Roland Gwynne, later mayor of Eastbourne (1929–1931) and lover of suspected serial killer John Bodkin Adams, received a feather from a relative. This prompted him to enlist, and he subsequently received the Distinguished Service Order for bravery.[12] The writer Compton Mackenzie, then a serving soldier, complained about the activities of the Order of the White Feather. He argued that these "idiotic young women were using white feathers to get rid of boyfriends of whom they were tired". The pacifist Fenner Brockway claimed that he received so many white feathers he had enough to make a fan.

The white feather campaign was briefly renewed during World War II.[13][14]
In fiction
The Four Feathers

The adventure novel The Four Feathers (1902) by A. E. W. Mason tells the story of Harry Faversham, an officer in the British Army, who decides to resign his commission the day before his regiment is dispatched to fight in Sudan (the 1882 First War of Sudan, leading to the fall of Khartoum). Harry's three fellow officers and his fiancée conclude that he is resigning in order to avoid fighting in the conflict, and each send him a white feather. Stung by the criticism, Harry sails to Sudan, disguises himself as an Arab, and looks for the opportunity to redeem his honour. He manages this by fighting a covert war on behalf of the British, saving the life of one of his colleagues in the process. On returning to England he asks each of his accusers to take back one of the feathers.

The romantic idealism of the novel has been popular for over a century and it has been the basis of at least seven feature films, the most recent being The Four Feathers (2002), starring Heath Ledger. It was also parodied in the Dad's Army episode The Two and a Half Feathers.
The White Feather
Five years later P. G. Wodehouse published The White Feather, a school story about apparent cowardice and the efforts a boy went to in order to redeem himself by physical combat."

hackmum · 29/06/2017 14:44

Coddiwomple: "I find white feathers in my bedroom all the time."

I don't think I've ever found a white feather in my bedroom! I probably have synthetic pillows. Smile

SofaToad · 29/06/2017 16:21

People believe and find comfort in different things. I would be in two minds about planting a feather because she may find one anyway, it may not even be a white one, sometimes they are light grey and they mean just as much as the white ones. They are not always in the room either, they can just be there, by a door, on the floor of another room, in a corner.
They still mean the same.

EastMidsMummy · 29/06/2017 19:20

They still mean the same.

i.e. Nothing

SofaToad · 29/06/2017 19:54

That is your opinion, you are entitled to it. However if it brings someone comfort at a sad time I see nothing wrong with it, I have an open mind. That is my opinion which is equally as valid.

BertrandRussell · 29/06/2017 19:56

Don't worry.
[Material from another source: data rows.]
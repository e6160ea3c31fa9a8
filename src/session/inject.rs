use crate::error::{TranslateError, TranslateResult};
use crate::ir::{IrGraph, IrModel, Output};
use petgraph::graph::NodeIndex;
use std::collections::HashMap;

/// Splices `body` into `graph`, feeding its parameters with `inputs`, and
/// returns the values of the body results in order.
pub fn inject_body(
    graph: &mut IrGraph,
    body: IrModel,
    op_type: &str,
    inputs: &[Output],
) -> TranslateResult<Vec<Output>> {
    if body.parameters.len() != inputs.len() {
        return Err(TranslateError::BodyArity {
            body: op_type.to_string(),
            expected: body.parameters.len(),
            actual: inputs.len(),
        });
    }

    let mut replaced: HashMap<NodeIndex, Output> = HashMap::new();
    for (&param, &input) in body.parameters.iter().zip(inputs) {
        replaced.insert(param, input);

        // Keep the type the body was converted with on an outer parameter that had none.
        let body_type = body.graph.tensor(Output::new(param, 0)).element_type;
        if body_type.is_static()
            && !graph.tensor(input).element_type.is_static()
            && graph.node(input.node).op.is_parameter()
        {
            graph.tensor_mut(input).element_type = body_type;
        }
    }

    let order = body
        .graph
        .toposort()
        .ok_or_else(|| TranslateError::BodyCycle { body: op_type.to_string() })?;

    let mut copied: HashMap<NodeIndex, NodeIndex> = HashMap::new();
    let remap = |value: Output, copied: &HashMap<NodeIndex, NodeIndex>| -> TranslateResult<Output> {
        if let Some(&outer) = replaced.get(&value.node) {
            return Ok(outer);
        }
        copied
            .get(&value.node)
            .map(|&node| Output::new(node, value.port))
            .ok_or_else(|| TranslateError::OutputPort {
                operation: body.graph.node(value.node).friendly_name.clone(),
                port: value.port,
            })
    };

    for idx in order {
        let node = body.graph.node(idx);
        if replaced.contains_key(&idx) || node.op.is_result() {
            continue;
        }
        let node_inputs = body
            .graph
            .inputs(idx)
            .into_iter()
            .map(|value| remap(value, &copied))
            .collect::<TranslateResult<Vec<_>>>()?;
        let outer = graph.add_node(node.friendly_name.clone(), node.op.clone(), &node_inputs, node.outputs.clone());
        copied.insert(idx, outer);
    }

    body.results
        .iter()
        .map(|&result| {
            let value = body.graph.input_value(result).ok_or_else(|| TranslateError::OutputPort {
                operation: body.graph.node(result).friendly_name.clone(),
                port: 0,
            })?;
            remap(value, &copied)
        })
        .collect()
}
She'll find one. Most of the feathers in pillows are white. It's very convenient of them.

Confusedandintrigued · 29/06/2017 19:56

Lovely thought, but no, I wouldn't.
It would make me feel uneasy about misleading her at such a time in her life.

silkpyjamasallday · 29/06/2017 20:03

My DPs family believe in the white feathers being a message from people who have passed on. I know they found it very comforting when we found white feathers when his DM was in a hospice, we were always covered in them as we had accidentally split our duvet and not realised, I didn't mention this even when I knew, and I don't think your plan is dissimilar. If you won't get caught I would do it, it will undoubtedly bring the comfort that is so vital at times like this.